What this task involves: Repeat precisely the span of lines below that opens with the line containing "filename server/src/lib.rs" and closes with the line containing "type ApiError = (StatusCode, Json<Value>);", both included.

Source records

◇ ◇ ◇ ◇ ◇ ◇ ◇

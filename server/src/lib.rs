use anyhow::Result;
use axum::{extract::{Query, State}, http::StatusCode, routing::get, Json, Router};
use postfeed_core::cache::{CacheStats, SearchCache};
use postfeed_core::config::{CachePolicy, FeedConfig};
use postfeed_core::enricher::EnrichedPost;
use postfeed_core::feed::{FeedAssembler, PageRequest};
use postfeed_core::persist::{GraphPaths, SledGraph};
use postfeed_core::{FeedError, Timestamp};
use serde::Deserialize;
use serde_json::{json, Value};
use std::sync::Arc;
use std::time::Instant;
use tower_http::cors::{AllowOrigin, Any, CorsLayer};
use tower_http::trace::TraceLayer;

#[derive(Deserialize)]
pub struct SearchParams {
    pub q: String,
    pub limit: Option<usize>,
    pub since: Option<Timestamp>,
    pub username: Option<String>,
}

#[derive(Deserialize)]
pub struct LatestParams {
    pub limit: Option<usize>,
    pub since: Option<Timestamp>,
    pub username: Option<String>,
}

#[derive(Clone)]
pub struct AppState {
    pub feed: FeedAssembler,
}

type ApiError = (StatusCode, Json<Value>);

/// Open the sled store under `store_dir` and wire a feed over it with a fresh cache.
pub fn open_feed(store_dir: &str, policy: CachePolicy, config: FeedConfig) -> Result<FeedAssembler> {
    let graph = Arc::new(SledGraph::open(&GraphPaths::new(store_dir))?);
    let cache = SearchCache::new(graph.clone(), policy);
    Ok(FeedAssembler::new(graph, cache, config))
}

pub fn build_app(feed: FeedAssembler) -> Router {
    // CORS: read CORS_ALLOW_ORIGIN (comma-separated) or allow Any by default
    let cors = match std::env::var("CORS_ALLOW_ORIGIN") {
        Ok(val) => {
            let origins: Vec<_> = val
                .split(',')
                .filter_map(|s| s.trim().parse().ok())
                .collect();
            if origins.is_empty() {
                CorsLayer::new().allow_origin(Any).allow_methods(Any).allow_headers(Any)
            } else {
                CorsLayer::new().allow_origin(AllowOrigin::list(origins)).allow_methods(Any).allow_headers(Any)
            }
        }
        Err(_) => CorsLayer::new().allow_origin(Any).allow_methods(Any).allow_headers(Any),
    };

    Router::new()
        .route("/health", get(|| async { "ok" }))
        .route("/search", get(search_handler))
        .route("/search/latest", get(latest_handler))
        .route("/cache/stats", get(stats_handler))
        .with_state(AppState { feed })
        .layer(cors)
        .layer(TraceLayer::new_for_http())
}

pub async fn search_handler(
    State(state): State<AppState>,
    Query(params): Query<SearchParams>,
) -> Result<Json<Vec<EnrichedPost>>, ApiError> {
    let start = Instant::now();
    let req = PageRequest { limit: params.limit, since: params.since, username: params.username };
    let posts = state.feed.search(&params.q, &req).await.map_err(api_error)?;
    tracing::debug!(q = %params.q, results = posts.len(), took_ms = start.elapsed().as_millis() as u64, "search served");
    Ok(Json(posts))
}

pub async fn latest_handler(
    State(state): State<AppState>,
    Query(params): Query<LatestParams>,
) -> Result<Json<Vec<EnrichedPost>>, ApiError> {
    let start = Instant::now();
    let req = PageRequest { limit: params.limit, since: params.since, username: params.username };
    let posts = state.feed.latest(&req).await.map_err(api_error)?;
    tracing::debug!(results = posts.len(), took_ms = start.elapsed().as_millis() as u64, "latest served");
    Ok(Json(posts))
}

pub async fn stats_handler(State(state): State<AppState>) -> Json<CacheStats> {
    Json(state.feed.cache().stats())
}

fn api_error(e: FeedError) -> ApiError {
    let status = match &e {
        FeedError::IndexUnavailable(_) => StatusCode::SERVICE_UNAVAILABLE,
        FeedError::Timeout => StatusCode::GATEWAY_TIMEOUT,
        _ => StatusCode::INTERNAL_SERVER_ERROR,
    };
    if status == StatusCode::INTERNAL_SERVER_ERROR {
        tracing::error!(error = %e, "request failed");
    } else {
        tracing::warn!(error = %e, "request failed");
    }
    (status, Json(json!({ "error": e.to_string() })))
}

◇ ◇ ◇ ◇ ◇ ◇ ◇

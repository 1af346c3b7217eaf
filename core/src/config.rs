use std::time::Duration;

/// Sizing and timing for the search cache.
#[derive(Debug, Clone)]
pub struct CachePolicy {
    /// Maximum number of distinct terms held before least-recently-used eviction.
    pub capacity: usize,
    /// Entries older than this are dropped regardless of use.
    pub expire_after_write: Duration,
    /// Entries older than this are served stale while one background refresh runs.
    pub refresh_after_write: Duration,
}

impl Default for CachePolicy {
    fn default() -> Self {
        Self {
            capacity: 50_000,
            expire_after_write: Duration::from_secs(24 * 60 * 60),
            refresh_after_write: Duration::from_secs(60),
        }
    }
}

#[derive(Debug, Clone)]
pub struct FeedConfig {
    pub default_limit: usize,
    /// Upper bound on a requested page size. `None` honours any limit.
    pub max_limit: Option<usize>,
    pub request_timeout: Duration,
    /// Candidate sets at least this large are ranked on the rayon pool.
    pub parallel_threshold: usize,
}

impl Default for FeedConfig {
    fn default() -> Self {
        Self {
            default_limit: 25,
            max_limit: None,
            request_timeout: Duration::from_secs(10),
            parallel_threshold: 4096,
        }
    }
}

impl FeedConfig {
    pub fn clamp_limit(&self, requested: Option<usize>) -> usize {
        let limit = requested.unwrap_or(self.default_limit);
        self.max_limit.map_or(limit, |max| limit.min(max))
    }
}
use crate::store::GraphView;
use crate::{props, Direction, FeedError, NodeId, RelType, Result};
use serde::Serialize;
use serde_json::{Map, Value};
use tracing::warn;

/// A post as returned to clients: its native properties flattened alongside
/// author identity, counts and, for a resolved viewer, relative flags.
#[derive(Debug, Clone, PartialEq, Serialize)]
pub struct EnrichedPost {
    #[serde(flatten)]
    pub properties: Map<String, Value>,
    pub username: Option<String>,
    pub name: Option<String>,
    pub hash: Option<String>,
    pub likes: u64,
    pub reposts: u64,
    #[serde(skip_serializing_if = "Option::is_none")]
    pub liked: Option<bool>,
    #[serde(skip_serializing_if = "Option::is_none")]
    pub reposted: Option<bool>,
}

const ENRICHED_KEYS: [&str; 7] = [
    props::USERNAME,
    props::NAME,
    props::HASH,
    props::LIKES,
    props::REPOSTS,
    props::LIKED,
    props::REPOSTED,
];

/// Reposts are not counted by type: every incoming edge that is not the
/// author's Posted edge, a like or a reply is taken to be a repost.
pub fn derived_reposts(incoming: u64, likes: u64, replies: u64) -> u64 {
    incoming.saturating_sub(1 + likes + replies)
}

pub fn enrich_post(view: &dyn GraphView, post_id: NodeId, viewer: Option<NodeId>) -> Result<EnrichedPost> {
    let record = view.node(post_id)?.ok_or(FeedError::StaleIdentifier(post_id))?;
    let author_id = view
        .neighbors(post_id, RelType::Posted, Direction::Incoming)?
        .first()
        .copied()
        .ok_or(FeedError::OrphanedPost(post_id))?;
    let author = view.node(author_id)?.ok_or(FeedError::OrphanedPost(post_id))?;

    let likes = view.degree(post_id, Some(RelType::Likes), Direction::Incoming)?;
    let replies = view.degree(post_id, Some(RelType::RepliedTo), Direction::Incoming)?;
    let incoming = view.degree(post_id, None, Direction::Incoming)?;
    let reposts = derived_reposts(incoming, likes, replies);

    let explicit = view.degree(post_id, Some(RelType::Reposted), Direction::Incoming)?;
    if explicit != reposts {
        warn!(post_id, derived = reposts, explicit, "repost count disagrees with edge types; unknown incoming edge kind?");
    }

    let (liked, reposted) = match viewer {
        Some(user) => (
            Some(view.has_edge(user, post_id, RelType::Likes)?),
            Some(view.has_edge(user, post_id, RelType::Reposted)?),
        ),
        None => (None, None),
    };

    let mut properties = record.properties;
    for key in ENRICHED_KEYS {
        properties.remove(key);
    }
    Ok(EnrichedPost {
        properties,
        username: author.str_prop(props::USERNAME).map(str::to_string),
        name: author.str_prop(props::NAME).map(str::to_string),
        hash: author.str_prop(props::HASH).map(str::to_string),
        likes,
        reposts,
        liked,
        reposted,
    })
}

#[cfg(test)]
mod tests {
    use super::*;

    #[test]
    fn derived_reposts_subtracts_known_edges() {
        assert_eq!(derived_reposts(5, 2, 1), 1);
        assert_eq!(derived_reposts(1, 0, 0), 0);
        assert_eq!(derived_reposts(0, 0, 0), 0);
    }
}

◇ ◇ ◇ ◇ ◇ ◇ ◇

Response to this exercise:
filename server/src/lib.rs
use anyhow::Result;
use axum::{extract::{Query, State}, http::StatusCode, routing::get, Json, Router};
use postfeed_core::cache::{CacheStats, SearchCache};
use postfeed_core::config::{CachePolicy, FeedConfig};
use postfeed_core::enricher::EnrichedPost;
use postfeed_core::feed::{FeedAssembler, PageRequest};
use postfeed_core::persist::{GraphPaths, SledGraph};
use postfeed_core::{FeedError, Timestamp};
use serde::Deserialize;
use serde_json::{json, Value};
use std::sync::Arc;
use std::time::Instant;
use tower_http::cors::{AllowOrigin, Any, CorsLayer};
use tower_http::trace::TraceLayer;

#[derive(Deserialize)]
pub struct SearchParams {
    pub q: String,
    pub limit: Option<usize>,
    pub since: Option<Timestamp>,
    pub username: Option<String>,
}

#[derive(Deserialize)]
pub struct LatestParams {
    pub limit: Option<usize>,
    pub since: Option<Timestamp>,
    pub username: Option<String>,
}

#[derive(Clone)]
pub struct AppState {
    pub feed: FeedAssembler,
}

type ApiError = (StatusCode, Json<Value>);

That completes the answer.